//! Unit tests for output scanning.

#[cfg(test)]
mod tests {
    use std::sync::Arc;

    use tokio::sync::{mpsc, RwLock};

    use crate::sync::SyncState;
    use crate::test_utils::{make_block, make_empty_blocks, make_transaction_for, test_wallet_keys};
    use crate::types::OwnedInput;
    use crate::wallet::OutputScanner;

    const UNLOCK_WINDOW: u64 = 60;

    fn scanner_with_channel(seed: u8) -> (OutputScanner, mpsc::UnboundedReceiver<OwnedInput>) {
        let (tx, rx) = mpsc::unbounded_channel();
        let scanner = OutputScanner::new(test_wallet_keys(seed), UNLOCK_WINDOW, tx);
        (scanner, rx)
    }

    fn drain(rx: &mut mpsc::UnboundedReceiver<OwnedInput>) -> Vec<OwnedInput> {
        let mut inputs = Vec::new();
        while let Ok(input) = rx.try_recv() {
            inputs.push(input);
        }
        inputs
    }

    /// A 32-byte string that is not a valid compressed Edwards point.
    fn non_point_key() -> crate::types::PublicKey {
        let bytes = (0u8..=255)
            .map(|b| [b; 32])
            .find(|candidate| {
                curve25519_dalek::edwards::CompressedEdwardsY(*candidate)
                    .decompress()
                    .is_none()
            })
            .expect("some candidate must fail decompression");
        crate::types::PublicKey(bytes)
    }

    async fn state_with_blocks(blocks: Vec<crate::types::Block>) -> Arc<RwLock<SyncState>> {
        let state = SyncState::default();
        let state = Arc::new(RwLock::new(state));
        {
            let mut guard = state.write().await;
            for block in blocks {
                guard.queue.push(block).unwrap();
            }
        }
        state
    }

    #[tokio::test]
    async fn empty_block_advances_height_and_yields_nothing() {
        let (scanner, mut rx) = scanner_with_channel(1);
        let state = state_with_blocks(vec![make_block(42, vec![])]).await;

        let processed = scanner.process_queue(&state).await;

        assert_eq!(processed, 1);
        assert!(drain(&mut rx).is_empty());
        let guard = state.read().await;
        assert_eq!(guard.wallet_height, 42);
        assert!(guard.queue.is_empty());
    }

    #[tokio::test]
    async fn two_owned_outputs_yield_two_inputs_with_distinct_indices() {
        let keys = test_wallet_keys(2);
        let (tx, mut rx) = mpsc::unbounded_channel();
        let scanner = OutputScanner::new(keys.clone(), UNLOCK_WINDOW, tx);

        // Four outputs, positions 1 and 3 destined for the wallet. Both must
        // be found even though the match at 1 comes first.
        let transaction = make_transaction_for(&keys, 9, 4, &[1, 3], 5000, false);
        let state = state_with_blocks(vec![make_block(100, vec![transaction])]).await;

        scanner.process_queue(&state).await;

        let inputs = drain(&mut rx);
        assert_eq!(inputs.len(), 2);
        assert_eq!(inputs[0].output_index, 1);
        assert_eq!(inputs[1].output_index, 3);
        assert_ne!(inputs[0].key_image, inputs[1].key_image);
        assert!(inputs.iter().all(|i| i.amount == 5000 && i.block_height == 100));
    }

    #[tokio::test]
    async fn outputs_for_other_wallets_are_skipped() {
        let ours = test_wallet_keys(3);
        let theirs = test_wallet_keys(40);
        let (tx, mut rx) = mpsc::unbounded_channel();
        let scanner = OutputScanner::new(ours, UNLOCK_WINDOW, tx);

        let transaction = make_transaction_for(&theirs, 11, 3, &[0, 1, 2], 1000, false);
        let state = state_with_blocks(vec![make_block(50, vec![transaction])]).await;

        scanner.process_queue(&state).await;

        assert!(drain(&mut rx).is_empty());
        assert_eq!(state.read().await.wallet_height, 50);
    }

    #[tokio::test]
    async fn rescanning_the_same_output_yields_the_same_key_image() {
        let keys = test_wallet_keys(4);
        let transaction = make_transaction_for(&keys, 13, 1, &[0], 777, false);
        let block = make_block(60, vec![transaction]);

        let mut key_images = Vec::new();
        for _ in 0..2 {
            let (tx, mut rx) = mpsc::unbounded_channel();
            let scanner = OutputScanner::new(keys.clone(), UNLOCK_WINDOW, tx);
            let state = state_with_blocks(vec![block.clone()]).await;
            scanner.process_queue(&state).await;

            let inputs = drain(&mut rx);
            assert_eq!(inputs.len(), 1);
            key_images.push(inputs[0].key_image);
        }

        assert_eq!(key_images[0], key_images[1]);
    }

    #[tokio::test]
    async fn coinbase_outputs_honor_the_unlock_window() {
        let keys = test_wallet_keys(5);
        let (tx, mut rx) = mpsc::unbounded_channel();
        let scanner = OutputScanner::new(keys.clone(), UNLOCK_WINDOW, tx);

        let coinbase = make_transaction_for(&keys, 17, 1, &[0], 30000, true);
        let ordinary = make_transaction_for(&keys, 19, 1, &[0], 4000, false);
        let state =
            state_with_blocks(vec![make_block(200, vec![coinbase, ordinary])]).await;

        scanner.process_queue(&state).await;

        let inputs = drain(&mut rx);
        assert_eq!(inputs.len(), 2);
        assert_eq!(inputs[0].unlock_height, 200 + UNLOCK_WINDOW);
        assert_eq!(inputs[1].unlock_height, 200);
    }

    #[tokio::test]
    async fn queue_drains_in_height_order_and_height_tracks_highest_block() {
        let (scanner, mut rx) = scanner_with_channel(6);
        let state = state_with_blocks(make_empty_blocks(101, 5)).await;

        // Fetch-side accounting has already credited the batch.
        state.write().await.wallet_height = 105;

        let processed = scanner.process_queue(&state).await;

        assert_eq!(processed, 5);
        assert!(drain(&mut rx).is_empty());
        let guard = state.read().await;
        assert_eq!(guard.wallet_height, 105);
        assert!(guard.queue.is_empty());
    }

    #[tokio::test]
    async fn malformed_transaction_key_does_not_block_the_rest_of_the_block() {
        let keys = test_wallet_keys(7);
        let (tx, mut rx) = mpsc::unbounded_channel();
        let scanner = OutputScanner::new(keys.clone(), UNLOCK_WINDOW, tx);

        // A transaction key that is not a valid curve point.
        let mut bad_tx = make_transaction_for(&keys, 23, 1, &[0], 100, false);
        bad_tx.public_key = non_point_key();
        let good_tx = make_transaction_for(&keys, 29, 1, &[0], 200, false);

        let state = state_with_blocks(vec![make_block(70, vec![bad_tx, good_tx])]).await;
        scanner.process_queue(&state).await;

        let inputs = drain(&mut rx);
        assert_eq!(inputs.len(), 1);
        assert_eq!(inputs[0].amount, 200);
        assert_eq!(state.read().await.wallet_height, 70);
    }

    #[tokio::test]
    async fn malformed_output_key_is_skipped_without_losing_later_matches() {
        let keys = test_wallet_keys(8);
        let (tx, mut rx) = mpsc::unbounded_channel();
        let scanner = OutputScanner::new(keys.clone(), UNLOCK_WINDOW, tx);

        // Output 0 carries a key that is not a valid curve point; output 1 is
        // a well-formed output destined for the wallet.
        let mut transaction = make_transaction_for(&keys, 31, 2, &[1], 900, false);
        transaction.outputs[0].key = non_point_key();

        let state = state_with_blocks(vec![make_block(80, vec![transaction])]).await;
        scanner.process_queue(&state).await;

        let inputs = drain(&mut rx);
        assert_eq!(inputs.len(), 1);
        assert_eq!(inputs[0].output_index, 1);
        assert_eq!(inputs[0].amount, 900);
        assert_eq!(state.read().await.wallet_height, 80);
    }
}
____________
▶ _YOUR GOAL_: What are the lines above, starting at the one with "let state = state_with_blocks(make_empty_blocks(101, 5)).await;" and ending at the one with "bad_tx.public_key = non_point_key();"? Give them again exactly, and only them.

▶ _ANSWER SECTION_:
        let state = state_with_blocks(make_empty_blocks(101, 5)).await;

        // Fetch-side accounting has already credited the batch.
        state.write().await.wallet_height = 105;

        let processed = scanner.process_queue(&state).await;

        assert_eq!(processed, 5);
        assert!(drain(&mut rx).is_empty());
        let guard = state.read().await;
        assert_eq!(guard.wallet_height, 105);
        assert!(guard.queue.is_empty());
    }

    #[tokio::test]
    async fn malformed_transaction_key_does_not_block_the_rest_of_the_block() {
        let keys = test_wallet_keys(7);
        let (tx, mut rx) = mpsc::unbounded_channel();
        let scanner = OutputScanner::new(keys.clone(), UNLOCK_WINDOW, tx);

        // A transaction key that is not a valid curve point.
        let mut bad_tx = make_transaction_for(&keys, 23, 1, &[0], 100, false);
        bad_tx.public_key = non_point_key();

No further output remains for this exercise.